Stored items:
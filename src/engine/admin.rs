//! Administrative commands.
//!
//! Plain text, one command per line, from the control channel or the stdin
//! console. Every command acts on the store; clients learn about the effect
//! through normal change propagation.

use crate::core::error::{SyncError, SyncResult};
use crate::store::EntityId;
use serde_json::Value;

/// A parsed administrative command.
#[derive(Debug, Clone, PartialEq)]
pub enum AdminCommand {
    DeletePlot(EntityId),
    DeleteLink(EntityId),
    Rename { client: EntityId, name: String },
    /// Ask a client to calibrate again.
    Calibrate(EntityId),
    /// Toggle a client's debug flag.
    Debug(EntityId),
    /// Tell a web client to reload itself.
    Restart(String),
    /// Push a configuration object to a web client.
    Configure { client: String, config: Value },
    /// Recompute every plot.
    Reload,
    Help,
}

/// Usage text.
pub const USAGE: &str = "\
delete plot <id>
delete link <id>
rename <clientId> <name>
calibrate <clientId>
debug <clientId>
restart <webClientName>
configure <webClientName> <json>
reload
help";

fn parse_id(word: Option<&str>, what: &str) -> SyncResult<EntityId> {
    let word = word.ok_or_else(|| SyncError::invalid_request(format!("missing {what}")))?;
    word.parse()
        .map_err(|_| SyncError::invalid_request(format!("invalid {what}: {word}")))
}

fn required<'a>(word: Option<&'a str>, what: &str) -> SyncResult<&'a str> {
    word.filter(|w| !w.is_empty())
        .ok_or_else(|| SyncError::invalid_request(format!("missing {what}")))
}

impl AdminCommand {
    /// Parse one command line.
    pub fn parse(line: &str) -> SyncResult<Self> {
        let line = line.trim();
        let (verb, rest) = line.split_once(char::is_whitespace).unwrap_or((line, ""));
        let rest = rest.trim();
        let mut words = rest.split_whitespace();

        match verb.to_ascii_lowercase().as_str() {
            "delete" => match words.next() {
                Some("plot") => Ok(Self::DeletePlot(parse_id(words.next(), "plot id")?)),
                Some("link") => Ok(Self::DeleteLink(parse_id(words.next(), "link id")?)),
                other => Err(SyncError::invalid_request(format!(
                    "cannot delete {}",
                    other.unwrap_or("nothing")
                ))),
            },
            "rename" => {
                let client = parse_id(words.next(), "client id")?;
                let name = words.collect::<Vec<_>>().join(" ");
                Ok(Self::Rename {
                    client,
                    name: required(Some(name.as_str()), "name")?.to_string(),
                })
            }
            "calibrate" => Ok(Self::Calibrate(parse_id(words.next(), "client id")?)),
            "debug" => Ok(Self::Debug(parse_id(words.next(), "client id")?)),
            "restart" => Ok(Self::Restart(required(words.next(), "client name")?.to_string())),
            "configure" => {
                let (client, json) = rest.split_once(char::is_whitespace).unwrap_or((rest, ""));
                let client = required(Some(client), "client name")?.to_string();
                let config = serde_json::from_str(required(Some(json.trim()), "configuration")?)
                    .map_err(|e| SyncError::invalid_request(format!("invalid configuration: {e}")))?;
                Ok(Self::Configure { client, config })
            }
            "reload" => Ok(Self::Reload),
            "help" | "?" => Ok(Self::Help),
            "" => Err(SyncError::invalid_request("empty command")),
            other => Err(SyncError::invalid_request(format!("unknown command: {other}"))),
        }
    }
}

## REQUIRED ACTION
Transcribe, word for word, the data above from its first line through the line with "use serde_json::Value;", and include nothing else.

## EXERCISE SOLUTION
filename src/engine/admin.rs
//! Administrative commands.
//!
//! Plain text, one command per line, from the control channel or the stdin
//! console. Every command acts on the store; clients learn about the effect
//! through normal change propagation.

use crate::core::error::{SyncError, SyncResult};
use crate::store::EntityId;
use serde_json::Value;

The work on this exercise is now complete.